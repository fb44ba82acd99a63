//! Storage layer error types.

use thiserror::Error;

/// Errors that can occur in the storage layer
#[derive(Error, Debug)]
pub enum StorageError {
    /// RocksDB operation failed
    #[error("RocksDB error: {0}")]
    RocksDb(#[from] rocksdb::Error),

    /// Filesystem error outside RocksDB
    #[error("IO error: {0}")]
    Io(#[from] std::io::Error),

    /// Column family not found
    #[error("Column family not found: {0}")]
    ColumnFamilyNotFound(String),

    /// Key encoding/decoding error
    #[error("Key error: {0}")]
    Key(String),

    /// Serialization/deserialization error
    #[error("Serialization error: {0}")]
    Serialization(String),

    /// Document not found
    #[error("Document not found at position {0}")]
    NotFound(u64),

    /// Stored schema differs from the expected one
    #[error("Schema mismatch: {0}")]
    SchemaMismatch(String),

    /// Store structure is damaged
    #[error("Corrupt store: {0}")]
    Corrupt(String),

    /// Document rejected before writing
    #[error("Invalid document: {0}")]
    InvalidDocument(String),
}

impl From<serde_json::Error> for StorageError {
    fn from(err: serde_json::Error) -> Self {
        StorageError::Serialization(err.to_string())
    }
}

• [Your assignment]
Give again, word for word, the lines of the listing, starting at its first line and ending with the line containing "structure is damaged".

• [Answer to the exercise]
repository fb44ba82acd99a63
//! Storage layer error types.

use thiserror::Error;

/// Errors that can occur in the storage layer
#[derive(Error, Debug)]
pub enum StorageError {
    /// RocksDB operation failed
    #[error("RocksDB error: {0}")]
    RocksDb(#[from] rocksdb::Error),

    /// Filesystem error outside RocksDB
    #[error("IO error: {0}")]
    Io(#[from] std::io::Error),

    /// Column family not found
    #[error("Column family not found: {0}")]
    ColumnFamilyNotFound(String),

    /// Key encoding/decoding error
    #[error("Key error: {0}")]
    Key(String),

    /// Serialization/deserialization error
    #[error("Serialization error: {0}")]
    Serialization(String),

    /// Document not found
    #[error("Document not found at position {0}")]
    NotFound(u64),

    /// Stored schema differs from the expected one
    #[error("Schema mismatch: {0}")]
    SchemaMismatch(String),

    /// Store structure is damaged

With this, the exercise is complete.